**PROVIDED ENTRIES:**
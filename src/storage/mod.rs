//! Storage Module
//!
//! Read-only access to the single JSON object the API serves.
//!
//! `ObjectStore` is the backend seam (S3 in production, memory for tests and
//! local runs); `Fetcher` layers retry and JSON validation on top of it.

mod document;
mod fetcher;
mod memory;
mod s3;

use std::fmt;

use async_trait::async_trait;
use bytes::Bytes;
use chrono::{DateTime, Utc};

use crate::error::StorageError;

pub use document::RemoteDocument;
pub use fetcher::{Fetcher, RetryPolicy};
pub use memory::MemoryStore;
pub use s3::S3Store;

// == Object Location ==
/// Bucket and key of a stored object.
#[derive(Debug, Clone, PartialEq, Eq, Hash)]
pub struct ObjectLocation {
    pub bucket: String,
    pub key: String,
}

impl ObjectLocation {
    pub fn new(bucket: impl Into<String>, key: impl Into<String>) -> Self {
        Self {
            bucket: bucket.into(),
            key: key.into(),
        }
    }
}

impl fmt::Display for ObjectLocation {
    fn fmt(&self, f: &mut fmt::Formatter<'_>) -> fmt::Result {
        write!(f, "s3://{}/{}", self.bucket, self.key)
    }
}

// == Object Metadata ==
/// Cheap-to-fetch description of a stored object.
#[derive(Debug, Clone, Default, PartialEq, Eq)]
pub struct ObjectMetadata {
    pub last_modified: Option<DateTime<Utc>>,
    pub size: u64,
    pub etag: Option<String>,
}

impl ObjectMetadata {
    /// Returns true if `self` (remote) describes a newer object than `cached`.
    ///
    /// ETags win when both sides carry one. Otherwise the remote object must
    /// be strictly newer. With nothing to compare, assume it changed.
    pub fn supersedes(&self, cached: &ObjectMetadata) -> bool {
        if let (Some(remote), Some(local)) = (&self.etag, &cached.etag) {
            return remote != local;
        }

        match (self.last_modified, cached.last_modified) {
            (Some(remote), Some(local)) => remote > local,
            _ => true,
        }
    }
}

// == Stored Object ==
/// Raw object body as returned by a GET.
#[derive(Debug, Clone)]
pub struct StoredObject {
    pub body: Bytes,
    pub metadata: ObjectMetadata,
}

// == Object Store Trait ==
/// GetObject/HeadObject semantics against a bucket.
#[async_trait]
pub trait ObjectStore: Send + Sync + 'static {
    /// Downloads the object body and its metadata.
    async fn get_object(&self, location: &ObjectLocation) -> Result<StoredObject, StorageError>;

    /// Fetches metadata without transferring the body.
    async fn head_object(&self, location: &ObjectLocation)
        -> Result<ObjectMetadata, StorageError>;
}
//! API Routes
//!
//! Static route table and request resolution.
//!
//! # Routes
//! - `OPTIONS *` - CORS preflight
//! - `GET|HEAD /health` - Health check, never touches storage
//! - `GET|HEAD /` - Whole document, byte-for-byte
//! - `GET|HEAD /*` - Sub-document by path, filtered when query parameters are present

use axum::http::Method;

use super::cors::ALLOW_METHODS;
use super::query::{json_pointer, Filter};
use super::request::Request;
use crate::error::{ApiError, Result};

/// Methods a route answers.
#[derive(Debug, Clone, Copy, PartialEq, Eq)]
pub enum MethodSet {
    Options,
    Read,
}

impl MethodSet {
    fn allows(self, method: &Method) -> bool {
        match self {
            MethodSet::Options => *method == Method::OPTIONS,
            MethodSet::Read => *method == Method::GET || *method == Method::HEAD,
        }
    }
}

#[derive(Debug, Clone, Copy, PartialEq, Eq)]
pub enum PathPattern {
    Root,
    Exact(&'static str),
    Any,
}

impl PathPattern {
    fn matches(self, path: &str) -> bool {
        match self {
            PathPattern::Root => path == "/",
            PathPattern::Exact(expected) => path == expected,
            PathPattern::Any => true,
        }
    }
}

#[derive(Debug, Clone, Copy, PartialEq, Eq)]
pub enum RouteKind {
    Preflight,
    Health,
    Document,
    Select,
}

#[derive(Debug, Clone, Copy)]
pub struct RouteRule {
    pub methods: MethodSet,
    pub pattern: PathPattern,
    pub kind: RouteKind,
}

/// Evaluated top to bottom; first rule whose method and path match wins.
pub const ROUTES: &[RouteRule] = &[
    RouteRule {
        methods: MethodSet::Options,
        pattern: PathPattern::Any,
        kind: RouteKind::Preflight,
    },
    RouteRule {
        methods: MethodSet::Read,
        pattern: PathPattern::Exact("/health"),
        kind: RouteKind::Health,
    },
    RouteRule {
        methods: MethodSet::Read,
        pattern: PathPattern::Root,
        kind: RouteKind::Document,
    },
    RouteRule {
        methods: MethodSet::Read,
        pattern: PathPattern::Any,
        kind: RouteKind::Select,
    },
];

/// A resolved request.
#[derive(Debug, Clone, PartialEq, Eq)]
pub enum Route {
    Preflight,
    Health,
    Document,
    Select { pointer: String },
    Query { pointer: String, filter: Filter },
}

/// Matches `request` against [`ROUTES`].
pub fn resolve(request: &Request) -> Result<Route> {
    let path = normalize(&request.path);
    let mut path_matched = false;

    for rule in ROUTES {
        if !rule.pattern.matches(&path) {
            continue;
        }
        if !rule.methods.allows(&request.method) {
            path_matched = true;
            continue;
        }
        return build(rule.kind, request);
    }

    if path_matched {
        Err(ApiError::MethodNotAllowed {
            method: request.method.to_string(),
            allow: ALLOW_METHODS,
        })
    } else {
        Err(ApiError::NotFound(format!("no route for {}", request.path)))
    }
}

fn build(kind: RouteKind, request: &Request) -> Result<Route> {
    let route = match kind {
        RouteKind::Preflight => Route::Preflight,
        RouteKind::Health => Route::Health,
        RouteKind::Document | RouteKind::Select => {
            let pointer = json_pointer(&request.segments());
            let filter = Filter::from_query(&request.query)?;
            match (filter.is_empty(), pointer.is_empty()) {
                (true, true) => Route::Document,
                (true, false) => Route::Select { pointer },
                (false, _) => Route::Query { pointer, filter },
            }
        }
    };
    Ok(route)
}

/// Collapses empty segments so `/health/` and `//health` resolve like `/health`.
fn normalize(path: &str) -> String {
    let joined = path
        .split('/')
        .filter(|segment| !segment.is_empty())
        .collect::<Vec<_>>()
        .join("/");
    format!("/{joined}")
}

**WHAT YOU HAVE TO DO:** The full listing above needs to be output exactly.

**REPLY:**
filename src/storage/mod.rs
//! Storage Module
//!
//! Read-only access to the single JSON object the API serves.
//!
//! `ObjectStore` is the backend seam (S3 in production, memory for tests and
//! local runs); `Fetcher` layers retry and JSON validation on top of it.

mod document;
mod fetcher;
mod memory;
mod s3;

use std::fmt;

use async_trait::async_trait;
use bytes::Bytes;
use chrono::{DateTime, Utc};

use crate::error::StorageError;

pub use document::RemoteDocument;
pub use fetcher::{Fetcher, RetryPolicy};
pub use memory::MemoryStore;
pub use s3::S3Store;

// == Object Location ==
/// Bucket and key of a stored object.
#[derive(Debug, Clone, PartialEq, Eq, Hash)]
pub struct ObjectLocation {
    pub bucket: String,
    pub key: String,
}

impl ObjectLocation {
    pub fn new(bucket: impl Into<String>, key: impl Into<String>) -> Self {
        Self {
            bucket: bucket.into(),
            key: key.into(),
        }
    }
}

impl fmt::Display for ObjectLocation {
    fn fmt(&self, f: &mut fmt::Formatter<'_>) -> fmt::Result {
        write!(f, "s3://{}/{}", self.bucket, self.key)
    }
}

// == Object Metadata ==
/// Cheap-to-fetch description of a stored object.
#[derive(Debug, Clone, Default, PartialEq, Eq)]
pub struct ObjectMetadata {
    pub last_modified: Option<DateTime<Utc>>,
    pub size: u64,
    pub etag: Option<String>,
}

impl ObjectMetadata {
    /// Returns true if `self` (remote) describes a newer object than `cached`.
    ///
    /// ETags win when both sides carry one. Otherwise the remote object must
    /// be strictly newer. With nothing to compare, assume it changed.
    pub fn supersedes(&self, cached: &ObjectMetadata) -> bool {
        if let (Some(remote), Some(local)) = (&self.etag, &cached.etag) {
            return remote != local;
        }

        match (self.last_modified, cached.last_modified) {
            (Some(remote), Some(local)) => remote > local,
            _ => true,
        }
    }
}

// == Stored Object ==
/// Raw object body as returned by a GET.
#[derive(Debug, Clone)]
pub struct StoredObject {
    pub body: Bytes,
    pub metadata: ObjectMetadata,
}

// == Object Store Trait ==
/// GetObject/HeadObject semantics against a bucket.
#[async_trait]
pub trait ObjectStore: Send + Sync + 'static {
    /// Downloads the object body and its metadata.
    async fn get_object(&self, location: &ObjectLocation) -> Result<StoredObject, StorageError>;

    /// Fetches metadata without transferring the body.
    async fn head_object(&self, location: &ObjectLocation)
        -> Result<ObjectMetadata, StorageError>;
}
//! API Routes
//!
//! Static route table and request resolution.
//!
//! # Routes
//! - `OPTIONS *` - CORS preflight
//! - `GET|HEAD /health` - Health check, never touches storage
//! - `GET|HEAD /` - Whole document, byte-for-byte
//! - `GET|HEAD /*` - Sub-document by path, filtered when query parameters are present

use axum::http::Method;

use super::cors::ALLOW_METHODS;
use super::query::{json_pointer, Filter};
use super::request::Request;
use crate::error::{ApiError, Result};

/// Methods a route answers.
#[derive(Debug, Clone, Copy, PartialEq, Eq)]
pub enum MethodSet {
    Options,
    Read,
}

impl MethodSet {
    fn allows(self, method: &Method) -> bool {
        match self {
            MethodSet::Options => *method == Method::OPTIONS,
            MethodSet::Read => *method == Method::GET || *method == Method::HEAD,
        }
    }
}

#[derive(Debug, Clone, Copy, PartialEq, Eq)]
pub enum PathPattern {
    Root,
    Exact(&'static str),
    Any,
}

impl PathPattern {
    fn matches(self, path: &str) -> bool {
        match self {
            PathPattern::Root => path == "/",
            PathPattern::Exact(expected) => path == expected,
            PathPattern::Any => true,
        }
    }
}

#[derive(Debug, Clone, Copy, PartialEq, Eq)]
pub enum RouteKind {
    Preflight,
    Health,
    Document,
    Select,
}

#[derive(Debug, Clone, Copy)]
pub struct RouteRule {
    pub methods: MethodSet,
    pub pattern: PathPattern,
    pub kind: RouteKind,
}

/// Evaluated top to bottom; first rule whose method and path match wins.
pub const ROUTES: &[RouteRule] = &[
    RouteRule {
        methods: MethodSet::Options,
        pattern: PathPattern::Any,
        kind: RouteKind::Preflight,
    },
    RouteRule {
        methods: MethodSet::Read,
        pattern: PathPattern::Exact("/health"),
        kind: RouteKind::Health,
    },
    RouteRule {
        methods: MethodSet::Read,
        pattern: PathPattern::Root,
        kind: RouteKind::Document,
    },
    RouteRule {
        methods: MethodSet::Read,
        pattern: PathPattern::Any,
        kind: RouteKind::Select,
    },
];

/// A resolved request.
#[derive(Debug, Clone, PartialEq, Eq)]
pub enum Route {
    Preflight,
    Health,
    Document,
    Select { pointer: String },
    Query { pointer: String, filter: Filter },
}

/// Matches `request` against [`ROUTES`].
pub fn resolve(request: &Request) -> Result<Route> {
    let path = normalize(&request.path);
    let mut path_matched = false;

    for rule in ROUTES {
        if !rule.pattern.matches(&path) {
            continue;
        }
        if !rule.methods.allows(&request.method) {
            path_matched = true;
            continue;
        }
        return build(rule.kind, request);
    }

    if path_matched {
        Err(ApiError::MethodNotAllowed {
            method: request.method.to_string(),
            allow: ALLOW_METHODS,
        })
    } else {
        Err(ApiError::NotFound(format!("no route for {}", request.path)))
    }
}

fn build(kind: RouteKind, request: &Request) -> Result<Route> {
    let route = match kind {
        RouteKind::Preflight => Route::Preflight,
        RouteKind::Health => Route::Health,
        RouteKind::Document | RouteKind::Select => {
            let pointer = json_pointer(&request.segments());
            let filter = Filter::from_query(&request.query)?;
            match (filter.is_empty(), pointer.is_empty()) {
                (true, true) => Route::Document,
                (true, false) => Route::Select { pointer },
                (false, _) => Route::Query { pointer, filter },
            }
        }
    };
    Ok(route)
}

/// Collapses empty segments so `/health/` and `//health` resolve like `/health`.
fn normalize(path: &str) -> String {
    let joined = path
        .split('/')
        .filter(|segment| !segment.is_empty())
        .collect::<Vec<_>>()
        .join("/");
    format!("/{joined}")
}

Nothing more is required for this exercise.